### EXERCISE BRIEF:
Provide the number of lines in the records that hold the string "Uuid", without any other words.

Stored data entries
_ _ _ _ _ _ _

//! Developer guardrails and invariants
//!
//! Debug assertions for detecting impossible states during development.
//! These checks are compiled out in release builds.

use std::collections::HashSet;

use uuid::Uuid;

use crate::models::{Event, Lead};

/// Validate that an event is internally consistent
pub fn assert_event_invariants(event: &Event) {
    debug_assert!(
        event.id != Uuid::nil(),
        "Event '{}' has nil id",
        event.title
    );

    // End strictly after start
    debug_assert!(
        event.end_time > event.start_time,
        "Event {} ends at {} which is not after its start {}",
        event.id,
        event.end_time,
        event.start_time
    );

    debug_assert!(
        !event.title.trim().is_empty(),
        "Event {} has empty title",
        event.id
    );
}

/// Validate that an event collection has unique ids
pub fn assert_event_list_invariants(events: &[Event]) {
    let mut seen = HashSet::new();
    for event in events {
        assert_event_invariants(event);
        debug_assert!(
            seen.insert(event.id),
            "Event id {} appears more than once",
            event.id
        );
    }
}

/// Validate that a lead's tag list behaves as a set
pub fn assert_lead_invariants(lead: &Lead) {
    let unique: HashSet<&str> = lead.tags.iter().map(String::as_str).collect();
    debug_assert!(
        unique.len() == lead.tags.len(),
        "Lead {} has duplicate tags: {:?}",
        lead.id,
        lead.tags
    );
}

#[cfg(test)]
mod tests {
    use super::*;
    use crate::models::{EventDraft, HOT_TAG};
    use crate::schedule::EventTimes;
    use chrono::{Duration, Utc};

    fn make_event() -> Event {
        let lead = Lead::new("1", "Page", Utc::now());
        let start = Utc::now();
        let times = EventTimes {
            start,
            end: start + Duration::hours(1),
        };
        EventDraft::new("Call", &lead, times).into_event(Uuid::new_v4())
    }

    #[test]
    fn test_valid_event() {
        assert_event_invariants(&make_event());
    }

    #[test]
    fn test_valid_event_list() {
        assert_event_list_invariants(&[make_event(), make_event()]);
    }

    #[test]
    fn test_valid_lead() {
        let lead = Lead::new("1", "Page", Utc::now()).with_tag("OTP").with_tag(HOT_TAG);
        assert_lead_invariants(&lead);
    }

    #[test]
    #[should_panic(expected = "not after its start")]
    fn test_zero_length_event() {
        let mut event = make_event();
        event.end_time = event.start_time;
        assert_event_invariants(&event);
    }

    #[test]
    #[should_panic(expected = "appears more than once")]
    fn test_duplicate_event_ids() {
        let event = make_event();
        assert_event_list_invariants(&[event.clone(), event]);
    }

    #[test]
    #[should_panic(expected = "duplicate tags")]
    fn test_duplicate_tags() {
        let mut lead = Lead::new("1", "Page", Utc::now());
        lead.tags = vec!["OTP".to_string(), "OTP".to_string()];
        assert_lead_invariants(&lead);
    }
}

_ _ _ _ _ _ _

### RESPONSE AREA:
3